La comparaison faite vendredi par le prédicateur attitré du Vatican entre les attaques contre le pape Benoît XVI au sujet des scandales de pédophilie et les pratiques de l'antisémitisme a suscité une levée de boucliers parmi les organisations juives dans le monde.
Lors de la célébration du Vendredi saint à la basilique Saint-Pierre, à laquelle assistait le pape, le père franciscain Raniero Cantalamessa, prédicateur de la Maison pontificale, a rappelé que tout au long de l'histoire les Juifs avaient été victimes de "violences collectives".
Il a lu des extraits d'une lettre d'un ami juif qui dit "suivre avec dégoût les violentes attaques concentriques contre l'Eglise, le pape: 'Le recours à des stéréotypes, le glissement de la responsabilité et de la culpabilité personnelles vers une culpabilité collective me rappellent les aspects les plus honteux de l'antisémitisme'."
Les organisations juives à travers le monde ont réagi avec indignation au parallèle ainsi dressé. "Je suis absolument abasourdi.

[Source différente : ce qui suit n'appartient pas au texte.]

//! Script dispatch
//!
//! The filtered argument vector decides what the top-level task runs:
//!
//! ```text
//! prog                   interactive console
//! prog -                 interactive console
//! prog -c <code>         inline code as the main module
//! prog <script> [args]   script file as the main module
//! ```
//!
//! Inline and file mode register a fresh namespace as the main module. The
//! namespace it replaces is not restored afterwards; other work started by
//! the script may still refer to the new one.

pub mod console;
pub mod repl;

use std::fmt;
use std::path::{Path, PathBuf};

use tracing::{debug, info};

pub use console::{Console, EditorConsole, ScriptedConsole, Transcript};
pub use repl::{is_complete, Repl};

use crate::args::ArgumentVector;
use crate::host::{Host, Namespace, ScriptError};
use crate::task::TaskError;
use crate::util::config::ReplConfig;

/// What the argument vector asks for
#[derive(Debug, Clone, PartialEq, Eq)]
pub enum DispatchMode {
    Interactive,
    Inline,
    File(PathBuf),
}

impl fmt::Display for DispatchMode {
    fn fmt(
        &self,
        f: &mut fmt::Formatter<'_>,
    ) -> fmt::Result {
        match self {
            DispatchMode::Interactive => f.write_str("interactive"),
            DispatchMode::Inline => f.write_str("inline"),
            DispatchMode::File(path) => write!(f, "file {}", path.display()),
        }
    }
}

/// Pick the mode for a filtered argument vector
pub fn select_mode(args: &ArgumentVector) -> DispatchMode {
    match args.arg(1) {
        None | Some("-") => DispatchMode::Interactive,
        Some("-c") => DispatchMode::Inline,
        Some(path) => DispatchMode::File(PathBuf::from(path)),
    }
}

/// Runs the script selected by the argument vector inside a [`Host`]
pub struct Dispatcher<'a, C: Console + ?Sized> {
    host: &'a Host,
    console: &'a mut C,
    repl: &'a ReplConfig,
}

impl<'a, C: Console + ?Sized> Dispatcher<'a, C> {
    pub fn new(
        host: &'a Host,
        console: &'a mut C,
        repl: &'a ReplConfig,
    ) -> Self {
        Self {
            host,
            console,
            repl,
        }
    }

    /// Run whatever `args` selects; returns the mode that ran
    pub fn dispatch(
        &mut self,
        args: &ArgumentVector,
    ) -> Result<DispatchMode, TaskError> {
        let mode = select_mode(args);
        info!("dispatching {}", mode);
        match &mode {
            DispatchMode::Interactive => {
                let turns = self.run_repl()?;
                debug!("console closed after {} turn(s)", turns);
            }
            DispatchMode::Inline => {
                let code = args.arg(2).ok_or_else(|| {
                    ScriptError::Usage("argument expected for the -c option".to_string())
                })?;
                self.run_cmd(code)?;
            }
            DispatchMode::File(path) => {
                self.host.set_program_args(args.clone());
                self.run_path(path)?;
            }
        }
        Ok(mode)
    }

    /// Interactive console in its own namespace, retired once it closes
    pub fn run_repl(&mut self) -> Result<usize, TaskError> {
        let identity = self.host.config().console_module.clone();
        let ns = self.host.new_namespace(&identity);
        let turns = Repl::new(self.host, &mut *self.console, self.repl, ns.clone()).run();
        self.host.retire(ns);
        Ok(turns?)
    }

    /// Run `code` as the main module
    pub fn run_cmd(
        &mut self,
        code: &str,
    ) -> Result<Namespace, ScriptError> {
        let identity = self.host.config().main_module.clone();
        let ns = self.host.new_namespace(&identity);
        self.host.register_module(&identity, ns.clone());
        self.host.exec(code, "<string>", &ns)?;
        Ok(ns)
    }

    /// Run the file at `path` as the main module
    pub fn run_path(
        &mut self,
        path: &Path,
    ) -> Result<Namespace, ScriptError> {
        let identity = self.host.config().main_module.clone();
        let ns = Namespace::for_file(&identity, path);
        self.host.register_module(&identity, ns.clone());

        let dir = match path.parent() {
            Some(dir) if !dir.as_os_str().is_empty() => dir.to_path_buf(),
            _ => PathBuf::from("."),
        };
        debug!("adding {} to the module search path", dir.display());
        self.host.append_search_path(dir);

        self.host.exec_file(path, &ns)?;
        Ok(ns)
    }
}

#[cfg(test)]
mod tests;
//! Thread-scoped task context
//!
//! The runtime may hand the same worker thread to many tasks over time, so the
//! handles of the running top-level task live in a thread-local slot that is
//! filled by [`bootstrap`] and emptied by teardown. At most one context is live
//! per thread.

use std::cell::RefCell;
use std::marker::PhantomData;
use std::thread;

use tracing::{debug, trace, warn};

use super::cleanup::CleanupAction;
use super::{ProtocolViolation, TaskError};
use crate::runtime::{
    ContextHandle, ProcessorHandle, RegionList, Runtime, RuntimeHandle, TaskHandle,
};

pub(crate) struct TaskState {
    pub(crate) runtime: RuntimeHandle,
    pub(crate) task: TaskHandle,
    pub(crate) context: ContextHandle,
    pub(crate) cleanup: Vec<CleanupAction>,
}

thread_local! {
    static TOP_LEVEL: RefCell<Option<TaskState>> = const { RefCell::new(None) };
}

/// Proof that a top-level task context is live on the current thread.
///
/// Not `Send`: it is only meaningful on the thread that bootstrapped it.
/// Consumed by [`finalize`](super::finalize); if dropped without finalizing,
/// the thread slot is still cleared.
#[derive(Debug)]
pub struct TaskContext {
    runtime: RuntimeHandle,
    task: TaskHandle,
    context: ContextHandle,
    regions: RegionList,
    torn_down: bool,
    _thread: PhantomData<*const ()>,
}

impl TaskContext {
    pub fn runtime(&self) -> RuntimeHandle {
        self.runtime
    }

    pub fn task(&self) -> TaskHandle {
        self.task
    }

    pub fn context(&self) -> ContextHandle {
        self.context
    }

    /// Physical regions mapped for the task
    pub fn regions(&self) -> &RegionList {
        &self.regions
    }

    /// Empty the thread slot, returning actions that were never drained
    pub(crate) fn teardown(&mut self) -> Result<Vec<CleanupAction>, ProtocolViolation> {
        let state = TOP_LEVEL
            .with(|slot| slot.borrow_mut().take())
            .ok_or(ProtocolViolation::NoLiveContext)?;
        self.torn_down = true;
        debug!("{} context cleared", state.task);
        Ok(state.cleanup)
    }
}

impl Drop for TaskContext {
    fn drop(&mut self) {
        if self.torn_down {
            return;
        }
        warn!("{} dropped without finalize, clearing context", self.task);
        let leftover = TOP_LEVEL.with(|slot| {
            let mut slot = slot.borrow_mut();
            match slot.as_ref() {
                Some(state) if state.task == self.task => slot.take(),
                _ => None,
            }
        });
        drop(leftover);
    }
}

/// Run the runtime preamble and make the task context live on this thread.
pub fn bootstrap<R: Runtime + ?Sized>(
    runtime: &R,
    raw_args: &[u8],
    user_data: &[u8],
    processor: ProcessorHandle,
) -> Result<TaskContext, TaskError> {
    if let Ok(task) = current_task() {
        return Err(ProtocolViolation::ContextAlreadyLive {
            task,
            thread: thread_label(),
        }
        .into());
    }

    let preamble = runtime.preamble(raw_args, processor)?;
    trace!(
        "{} bootstrapped on {}: {} region(s), {} byte(s) of user data",
        preamble.task,
        processor,
        preamble.regions.len(),
        user_data.len()
    );

    TOP_LEVEL.with(|slot| {
        *slot.borrow_mut() = Some(TaskState {
            runtime: preamble.runtime,
            task: preamble.task,
            context: preamble.context,
            cleanup: Vec::new(),
        });
    });

    Ok(TaskContext {
        runtime: preamble.runtime,
        task: preamble.task,
        context: preamble.context,
        regions: preamble.regions,
        torn_down: false,
        _thread: PhantomData,
    })
}

/// Run `f` against the live task state
pub(crate) fn with_state<T>(f: impl FnOnce(&mut TaskState) -> T) -> Result<T, ProtocolViolation> {
    TOP_LEVEL.with(|slot| {
        slot.borrow_mut()
            .as_mut()
            .map(f)
            .ok_or(ProtocolViolation::NoLiveContext)
    })
}

/// Whether a task context is live on this thread
pub fn is_live() -> bool {
    TOP_LEVEL.with(|slot| slot.borrow().is_some())
}

/// Runtime handle of the live task
pub fn current_runtime() -> Result<RuntimeHandle, ProtocolViolation> {
    with_state(|state| state.runtime)
}

/// Context handle of the live task
pub fn current_context() -> Result<ContextHandle, ProtocolViolation> {
    with_state(|state| state.context)
}

/// Task handle of the live task
pub fn current_task() -> Result<TaskHandle, ProtocolViolation> {
    with_state(|state| state.task)
}

fn thread_label() -> String {
    let current = thread::current();
    match current.name() {
        Some(name) => name.to_string(),
        None => format!("{:?}", current.id()),
    }
}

C'est pure folie!", s'est exclamé Amos Luzzatto, ancien président des communautés juives d'Italie.
Le grand rabbin de Rome, Riccardo di Segni, qui avait accueilli Benoît XVI dans sa synagogue de la capitale italienne, en janvier dernier, a déclaré pour sa part que ces propos étaient du "plus mouvais goût", surtout en ce jour de la semaine sainte où les chrétiens prient pour la conversion des Juifs, tenus pour responsables collectivement de la crucifixion de Jésus.
"TENTATIVES IGNOBLES"
"Obscènes", "répugnants" ou "offensants" sont les qualificatifs qui reviennent le plus souvent dans les réactions des organisations juives mondiales après les propos du père Cantalamessa, dont le porte-parole du Vatican, le père Federico Lombardi, a été amené à se dissocier.
"Comment peut-on comparer la culpabilité collective imputée aux Juifs, qui a causé la mort de dizaines de millions de personnes innocentes, aux auteurs qui abusent de leur droit et de leur vocation en se livrant à des abus sur des enfants?" s'est interrogé le rabbin Marvin Hier, du centre Simon Wiensenthal.
La Semaine sainte conduisant au dimanche pascal est cette année entachée d'une cascade de révélations sur des scandales de pédophilie au sein de l'Eglise, remontant parfois à plusieurs décennies, et les maladresses de celle-ci pour tenter de les dissimuler.
Ebranlé, le Vatican a accusé les médias de tentatives "ignobles" pour porter atteinte à la réputation du pape lui-même, qui aurait fait preuve de négligences dans le traitement de ces affaires alors qu'il était encore simple cardinal dans son Allemagne natale ou à la curie romaine.
Sous le titre "Les évêques du monde entier sont proches de Benoît XVI, cible d'une campagne méprisable de diffamation", L'Osservatore Romano, organe du Vatican, poursuit samedi ses attaques contre les médias.
Les victimes des actes de pédophilie commis par des prêtres ont, eux aussi réagi, avec vivacité aux propos de Cantalamessa et "sa tentative ridicule de camoufler les crimes de sa hiérarchie derrière les souffrances des Juifs".
"Cela montre jusqu'où le pape est capable d'aller pour empêcher la vérité de se faire jour", a déclaré Peter Isely, porte-parole du réseau des survivants des victimes des abus des prêtres (SNAP).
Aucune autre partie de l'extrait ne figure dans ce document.